Comparison of experimental and calculated collision cross sections (CCS) for models of α₁-antitrypsin polymers. (A) Experimental collision cross sections for α₁-antitrypsin monomers, the heat-induced and reactive loop-cleaved M α₁-antitrypsin dimers. The dimer collision cross sections are indistinguishable. (B) Table of calculated collision cross section measurements for the X-ray crystallographic structures of monomeric α₁-antitrypsin (1QLP), the cleaved dimer (1QMB), and the three-dimensional dimer models for the loop-sheet and β-hairpin pathways.
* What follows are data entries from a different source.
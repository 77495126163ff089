//! Diagnostics - User-facing errors and warnings attached to responses

use std::fmt;

/// Severity of a diagnostic
#[derive(Debug, Clone, Copy, PartialEq, Eq)]
pub enum Severity {
    Error,
    Warning,
}

/// A single diagnostic: a short summary plus a detailed explanation
#[derive(Debug, Clone, PartialEq, Eq)]
pub struct Diagnostic {
    pub severity: Severity,
    pub summary: String,
    pub detail: String,
    /// Attribute the diagnostic refers to, if any
    pub attribute: Option<String>,
}

impl Diagnostic {
    pub fn error(summary: impl Into<String>, detail: impl Into<String>) -> Self {
        Self {
            severity: Severity::Error,
            summary: summary.into(),
            detail: detail.into(),
            attribute: None,
        }
    }

    pub fn warning(summary: impl Into<String>, detail: impl Into<String>) -> Self {
        Self {
            severity: Severity::Warning,
            summary: summary.into(),
            detail: detail.into(),
            attribute: None,
        }
    }

    pub fn with_attribute(mut self, attribute: impl Into<String>) -> Self {
        self.attribute = Some(attribute.into());
        self
    }

    pub fn is_error(&self) -> bool {
        self.severity == Severity::Error
    }
}

impl fmt::Display for Diagnostic {
    fn fmt(&self, f: &mut fmt::Formatter<'_>) -> fmt::Result {
        let level = match self.severity {
            Severity::Error => "Error",
            Severity::Warning => "Warning",
        };
        match &self.attribute {
            Some(attr) => write!(f, "{}: {} ({}): {}", level, self.summary, attr, self.detail),
            None => write!(f, "{}: {}: {}", level, self.summary, self.detail),
        }
    }
}

/// Values that can be reported to the user as a diagnostic
pub trait ToDiagnostic {
    fn to_diagnostic(&self) -> Diagnostic;
}

/// Ordered list of diagnostics accumulated during a call
#[derive(Debug, Clone, Default, PartialEq, Eq)]
pub struct Diagnostics(Vec<Diagnostic>);

impl Diagnostics {
    pub fn new() -> Self {
        Self::default()
    }

    pub fn push(&mut self, diagnostic: Diagnostic) {
        self.0.push(diagnostic);
    }

    /// Record an error value as a diagnostic
    pub fn report(&mut self, err: &impl ToDiagnostic) {
        self.0.push(err.to_diagnostic());
    }

    pub fn add_error(&mut self, summary: impl Into<String>, detail: impl Into<String>) {
        self.push(Diagnostic::error(summary, detail));
    }

    pub fn add_warning(&mut self, summary: impl Into<String>, detail: impl Into<String>) {
        self.push(Diagnostic::warning(summary, detail));
    }

    pub fn extend(&mut self, other: Diagnostics) {
        self.0.extend(other.0);
    }

    pub fn has_error(&self) -> bool {
        self.0.iter().any(Diagnostic::is_error)
    }

    pub fn errors(&self) -> impl Iterator<Item = &Diagnostic> {
        self.0.iter().filter(|d| d.is_error())
    }

    pub fn warnings(&self) -> impl Iterator<Item = &Diagnostic> {
        self.0.iter().filter(|d| d.severity == Severity::Warning)
    }

    pub fn len(&self) -> usize {
        self.0.len()
    }

    pub fn is_empty(&self) -> bool {
        self.0.is_empty()
    }

    pub fn iter(&self) -> std::slice::Iter<'_, Diagnostic> {
        self.0.iter()
    }

    pub fn first(&self) -> Option<&Diagnostic> {
        self.0.first()
    }
}

impl From<Diagnostic> for Diagnostics {
    fn from(diagnostic: Diagnostic) -> Self {
        Self(vec![diagnostic])
    }
}

impl<'a> IntoIterator for &'a Diagnostics {
    type Item = &'a Diagnostic;
    type IntoIter = std::slice::Iter<'a, Diagnostic>;

    fn into_iter(self) -> Self::IntoIter {
        self.0.iter()
    }
}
The flexed loop-sheet, linear loop-sheet dimers and 1QMB cleaved dimers collision cross sections are very similar, whereas the β-hairpin dimer has a significantly larger collision cross section. (C) Plot comparing the percentage increases in collision cross section upon dimer formation for experimental (red) and calculated (blue) data. The relationship between the experimental heat-induced and reactive loop-cleaved dimer collision cross sections are consistent with a loop-sheet linkage and the crystallographic structure of cleaved dimers (1QMB). The calculated collision cross section of the β-hairpin dimer model is significantly larger than that observed experimentally for dimers formed by heating α₁-antitrypsin.